Collected data

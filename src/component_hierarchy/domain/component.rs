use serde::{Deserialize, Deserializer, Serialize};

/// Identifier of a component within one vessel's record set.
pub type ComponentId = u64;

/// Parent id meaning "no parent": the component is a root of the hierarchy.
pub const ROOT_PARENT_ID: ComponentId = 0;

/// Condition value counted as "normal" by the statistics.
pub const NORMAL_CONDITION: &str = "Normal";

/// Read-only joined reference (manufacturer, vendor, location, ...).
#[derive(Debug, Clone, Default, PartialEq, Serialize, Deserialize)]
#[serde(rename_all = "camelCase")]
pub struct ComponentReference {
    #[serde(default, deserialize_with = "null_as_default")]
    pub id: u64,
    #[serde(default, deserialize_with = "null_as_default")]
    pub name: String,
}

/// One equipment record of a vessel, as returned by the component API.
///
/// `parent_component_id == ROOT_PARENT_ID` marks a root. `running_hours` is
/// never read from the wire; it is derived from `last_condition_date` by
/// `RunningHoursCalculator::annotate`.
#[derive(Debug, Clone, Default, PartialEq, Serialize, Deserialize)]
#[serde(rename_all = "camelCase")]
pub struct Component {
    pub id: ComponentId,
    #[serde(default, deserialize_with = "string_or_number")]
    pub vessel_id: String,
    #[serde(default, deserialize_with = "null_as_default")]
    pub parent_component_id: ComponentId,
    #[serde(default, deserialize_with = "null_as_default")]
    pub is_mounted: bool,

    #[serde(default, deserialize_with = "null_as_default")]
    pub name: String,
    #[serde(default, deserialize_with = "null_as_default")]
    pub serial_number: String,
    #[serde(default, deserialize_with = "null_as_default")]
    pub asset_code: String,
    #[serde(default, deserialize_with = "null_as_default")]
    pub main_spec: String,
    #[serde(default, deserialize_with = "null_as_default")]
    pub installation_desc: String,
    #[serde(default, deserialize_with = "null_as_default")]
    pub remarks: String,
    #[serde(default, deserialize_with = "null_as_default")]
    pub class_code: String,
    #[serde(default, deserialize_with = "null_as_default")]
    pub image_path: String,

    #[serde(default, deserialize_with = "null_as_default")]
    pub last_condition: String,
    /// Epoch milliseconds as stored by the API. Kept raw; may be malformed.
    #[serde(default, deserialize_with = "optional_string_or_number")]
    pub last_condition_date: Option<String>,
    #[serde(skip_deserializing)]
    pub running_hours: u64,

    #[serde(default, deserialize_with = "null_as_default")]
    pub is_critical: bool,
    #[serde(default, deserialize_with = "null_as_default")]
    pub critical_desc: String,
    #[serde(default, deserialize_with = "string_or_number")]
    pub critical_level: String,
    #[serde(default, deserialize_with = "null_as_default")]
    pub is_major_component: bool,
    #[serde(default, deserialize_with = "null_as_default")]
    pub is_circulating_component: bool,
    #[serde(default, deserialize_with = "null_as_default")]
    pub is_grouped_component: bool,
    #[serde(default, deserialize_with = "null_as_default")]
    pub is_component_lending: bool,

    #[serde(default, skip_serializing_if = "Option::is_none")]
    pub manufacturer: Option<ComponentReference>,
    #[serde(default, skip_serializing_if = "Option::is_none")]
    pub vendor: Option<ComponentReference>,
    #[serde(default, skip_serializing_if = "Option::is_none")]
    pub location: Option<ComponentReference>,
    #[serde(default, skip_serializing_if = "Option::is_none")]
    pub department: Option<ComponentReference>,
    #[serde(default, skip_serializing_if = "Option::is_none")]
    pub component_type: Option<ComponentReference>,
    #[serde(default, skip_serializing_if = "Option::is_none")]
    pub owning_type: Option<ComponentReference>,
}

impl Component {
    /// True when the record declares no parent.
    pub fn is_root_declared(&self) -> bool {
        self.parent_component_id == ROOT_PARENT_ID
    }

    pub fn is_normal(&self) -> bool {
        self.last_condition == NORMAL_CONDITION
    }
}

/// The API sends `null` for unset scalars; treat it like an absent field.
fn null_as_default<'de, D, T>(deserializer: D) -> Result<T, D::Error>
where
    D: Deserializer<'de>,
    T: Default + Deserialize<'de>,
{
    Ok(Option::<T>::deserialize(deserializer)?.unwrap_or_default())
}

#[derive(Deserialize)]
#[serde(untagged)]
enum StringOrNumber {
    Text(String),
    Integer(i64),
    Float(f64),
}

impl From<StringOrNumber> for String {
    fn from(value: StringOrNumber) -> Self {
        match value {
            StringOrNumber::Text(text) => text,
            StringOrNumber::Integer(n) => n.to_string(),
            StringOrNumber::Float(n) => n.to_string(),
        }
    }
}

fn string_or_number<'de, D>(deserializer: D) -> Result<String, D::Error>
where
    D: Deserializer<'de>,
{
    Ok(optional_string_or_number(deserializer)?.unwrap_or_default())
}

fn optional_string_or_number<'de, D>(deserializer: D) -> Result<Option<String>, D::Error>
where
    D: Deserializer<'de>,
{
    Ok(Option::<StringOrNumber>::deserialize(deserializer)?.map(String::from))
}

• _WORK REQUIRED_
Provide an exact transcription of every entry above.

• _TASK RESULT_
filename src/component_hierarchy/domain/component.rs
use serde::{Deserialize, Deserializer, Serialize};

/// Identifier of a component within one vessel's record set.
pub type ComponentId = u64;

/// Parent id meaning "no parent": the component is a root of the hierarchy.
pub const ROOT_PARENT_ID: ComponentId = 0;

/// Condition value counted as "normal" by the statistics.
pub const NORMAL_CONDITION: &str = "Normal";

/// Read-only joined reference (manufacturer, vendor, location, ...).
#[derive(Debug, Clone, Default, PartialEq, Serialize, Deserialize)]
#[serde(rename_all = "camelCase")]
pub struct ComponentReference {
    #[serde(default, deserialize_with = "null_as_default")]
    pub id: u64,
    #[serde(default, deserialize_with = "null_as_default")]
    pub name: String,
}

/// One equipment record of a vessel, as returned by the component API.
///
/// `parent_component_id == ROOT_PARENT_ID` marks a root. `running_hours` is
/// never read from the wire; it is derived from `last_condition_date` by
/// `RunningHoursCalculator::annotate`.
#[derive(Debug, Clone, Default, PartialEq, Serialize, Deserialize)]
#[serde(rename_all = "camelCase")]
pub struct Component {
    pub id: ComponentId,
    #[serde(default, deserialize_with = "string_or_number")]
    pub vessel_id: String,
    #[serde(default, deserialize_with = "null_as_default")]
    pub parent_component_id: ComponentId,
    #[serde(default, deserialize_with = "null_as_default")]
    pub is_mounted: bool,

    #[serde(default, deserialize_with = "null_as_default")]
    pub name: String,
    #[serde(default, deserialize_with = "null_as_default")]
    pub serial_number: String,
    #[serde(default, deserialize_with = "null_as_default")]
    pub asset_code: String,
    #[serde(default, deserialize_with = "null_as_default")]
    pub main_spec: String,
    #[serde(default, deserialize_with = "null_as_default")]
    pub installation_desc: String,
    #[serde(default, deserialize_with = "null_as_default")]
    pub remarks: String,
    #[serde(default, deserialize_with = "null_as_default")]
    pub class_code: String,
    #[serde(default, deserialize_with = "null_as_default")]
    pub image_path: String,

    #[serde(default, deserialize_with = "null_as_default")]
    pub last_condition: String,
    /// Epoch milliseconds as stored by the API. Kept raw; may be malformed.
    #[serde(default, deserialize_with = "optional_string_or_number")]
    pub last_condition_date: Option<String>,
    #[serde(skip_deserializing)]
    pub running_hours: u64,

    #[serde(default, deserialize_with = "null_as_default")]
    pub is_critical: bool,
    #[serde(default, deserialize_with = "null_as_default")]
    pub critical_desc: String,
    #[serde(default, deserialize_with = "string_or_number")]
    pub critical_level: String,
    #[serde(default, deserialize_with = "null_as_default")]
    pub is_major_component: bool,
    #[serde(default, deserialize_with = "null_as_default")]
    pub is_circulating_component: bool,
    #[serde(default, deserialize_with = "null_as_default")]
    pub is_grouped_component: bool,
    #[serde(default, deserialize_with = "null_as_default")]
    pub is_component_lending: bool,

    #[serde(default, skip_serializing_if = "Option::is_none")]
    pub manufacturer: Option<ComponentReference>,
    #[serde(default, skip_serializing_if = "Option::is_none")]
    pub vendor: Option<ComponentReference>,
    #[serde(default, skip_serializing_if = "Option::is_none")]
    pub location: Option<ComponentReference>,
    #[serde(default, skip_serializing_if = "Option::is_none")]
    pub department: Option<ComponentReference>,
    #[serde(default, skip_serializing_if = "Option::is_none")]
    pub component_type: Option<ComponentReference>,
    #[serde(default, skip_serializing_if = "Option::is_none")]
    pub owning_type: Option<ComponentReference>,
}

impl Component {
    /// True when the record declares no parent.
    pub fn is_root_declared(&self) -> bool {
        self.parent_component_id == ROOT_PARENT_ID
    }

    pub fn is_normal(&self) -> bool {
        self.last_condition == NORMAL_CONDITION
    }
}

/// The API sends `null` for unset scalars; treat it like an absent field.
fn null_as_default<'de, D, T>(deserializer: D) -> Result<T, D::Error>
where
    D: Deserializer<'de>,
    T: Default + Deserialize<'de>,
{
    Ok(Option::<T>::deserialize(deserializer)?.unwrap_or_default())
}

#[derive(Deserialize)]
#[serde(untagged)]
enum StringOrNumber {
    Text(String),
    Integer(i64),
    Float(f64),
}

impl From<StringOrNumber> for String {
    fn from(value: StringOrNumber) -> Self {
        match value {
            StringOrNumber::Text(text) => text,
            StringOrNumber::Integer(n) => n.to_string(),
            StringOrNumber::Float(n) => n.to_string(),
        }
    }
}

fn string_or_number<'de, D>(deserializer: D) -> Result<String, D::Error>
where
    D: Deserializer<'de>,
{
    Ok(optional_string_or_number(deserializer)?.unwrap_or_default())
}

fn optional_string_or_number<'de, D>(deserializer: D) -> Result<Option<String>, D::Error>
where
    D: Deserializer<'de>,
{
    Ok(Option::<StringOrNumber>::deserialize(deserializer)?.map(String::from))
}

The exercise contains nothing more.